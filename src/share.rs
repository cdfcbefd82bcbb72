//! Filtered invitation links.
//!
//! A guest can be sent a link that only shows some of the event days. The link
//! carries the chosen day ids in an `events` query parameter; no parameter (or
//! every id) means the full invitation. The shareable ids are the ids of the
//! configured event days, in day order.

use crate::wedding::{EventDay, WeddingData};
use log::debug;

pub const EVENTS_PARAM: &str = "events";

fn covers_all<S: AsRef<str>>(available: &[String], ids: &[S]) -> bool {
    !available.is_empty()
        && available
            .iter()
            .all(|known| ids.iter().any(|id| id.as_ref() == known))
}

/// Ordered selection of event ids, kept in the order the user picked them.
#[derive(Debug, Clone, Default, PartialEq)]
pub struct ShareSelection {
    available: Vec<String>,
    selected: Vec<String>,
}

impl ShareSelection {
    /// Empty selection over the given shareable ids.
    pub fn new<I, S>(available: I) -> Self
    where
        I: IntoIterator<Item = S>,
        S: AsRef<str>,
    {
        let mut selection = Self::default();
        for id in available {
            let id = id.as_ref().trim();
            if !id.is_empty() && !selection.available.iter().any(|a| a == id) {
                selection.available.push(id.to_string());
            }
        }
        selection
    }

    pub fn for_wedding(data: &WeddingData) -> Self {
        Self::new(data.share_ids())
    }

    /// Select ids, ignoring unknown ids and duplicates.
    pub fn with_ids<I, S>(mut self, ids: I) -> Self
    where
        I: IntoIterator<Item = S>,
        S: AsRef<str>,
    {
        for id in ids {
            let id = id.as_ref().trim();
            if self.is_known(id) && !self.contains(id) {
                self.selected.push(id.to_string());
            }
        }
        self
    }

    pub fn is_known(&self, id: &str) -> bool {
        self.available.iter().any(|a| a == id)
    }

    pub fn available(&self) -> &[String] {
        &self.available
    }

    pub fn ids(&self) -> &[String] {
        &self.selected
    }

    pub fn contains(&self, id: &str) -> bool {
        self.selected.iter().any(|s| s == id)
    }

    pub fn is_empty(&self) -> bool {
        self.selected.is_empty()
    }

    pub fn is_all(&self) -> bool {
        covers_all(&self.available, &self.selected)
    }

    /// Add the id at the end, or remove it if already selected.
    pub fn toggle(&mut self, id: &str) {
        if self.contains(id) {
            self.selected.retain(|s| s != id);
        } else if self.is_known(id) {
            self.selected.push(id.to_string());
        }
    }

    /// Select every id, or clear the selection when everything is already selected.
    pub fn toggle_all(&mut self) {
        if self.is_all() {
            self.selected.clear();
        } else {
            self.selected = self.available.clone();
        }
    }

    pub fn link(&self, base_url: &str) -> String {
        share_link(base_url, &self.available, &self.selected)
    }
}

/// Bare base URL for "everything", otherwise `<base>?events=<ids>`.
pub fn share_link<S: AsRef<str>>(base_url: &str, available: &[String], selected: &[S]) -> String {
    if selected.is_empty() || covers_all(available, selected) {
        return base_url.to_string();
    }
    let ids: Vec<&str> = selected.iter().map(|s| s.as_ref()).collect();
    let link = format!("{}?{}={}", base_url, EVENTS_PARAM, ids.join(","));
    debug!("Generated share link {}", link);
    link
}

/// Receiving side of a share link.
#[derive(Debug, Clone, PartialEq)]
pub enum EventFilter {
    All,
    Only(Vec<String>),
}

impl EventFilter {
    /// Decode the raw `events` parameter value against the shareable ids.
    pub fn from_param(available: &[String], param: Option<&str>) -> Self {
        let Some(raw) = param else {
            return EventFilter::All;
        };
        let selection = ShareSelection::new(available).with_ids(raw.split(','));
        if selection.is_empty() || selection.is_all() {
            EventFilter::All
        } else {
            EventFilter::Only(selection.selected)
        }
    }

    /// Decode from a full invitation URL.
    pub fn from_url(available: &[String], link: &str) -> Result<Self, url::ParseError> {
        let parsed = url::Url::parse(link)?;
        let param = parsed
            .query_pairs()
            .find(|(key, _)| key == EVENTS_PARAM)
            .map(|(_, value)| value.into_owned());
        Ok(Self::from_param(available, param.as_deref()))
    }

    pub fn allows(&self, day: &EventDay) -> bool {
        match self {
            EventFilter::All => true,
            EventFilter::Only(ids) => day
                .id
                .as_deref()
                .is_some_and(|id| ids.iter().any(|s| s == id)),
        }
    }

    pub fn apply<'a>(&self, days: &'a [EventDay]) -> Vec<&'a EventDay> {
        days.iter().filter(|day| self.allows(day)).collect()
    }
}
- - -
### Task brief
What is needed is every line from the start of the entries through the line containing "no parameter (or", returned word for word and nothing else.

### Solution for this task
filename src/share.rs
repository cdfcbefd82bcbb72
//! Filtered invitation links.
//!
//! A guest can be sent a link that only shows some of the event days. The link
//! carries the chosen day ids in an `events` query parameter; no parameter (or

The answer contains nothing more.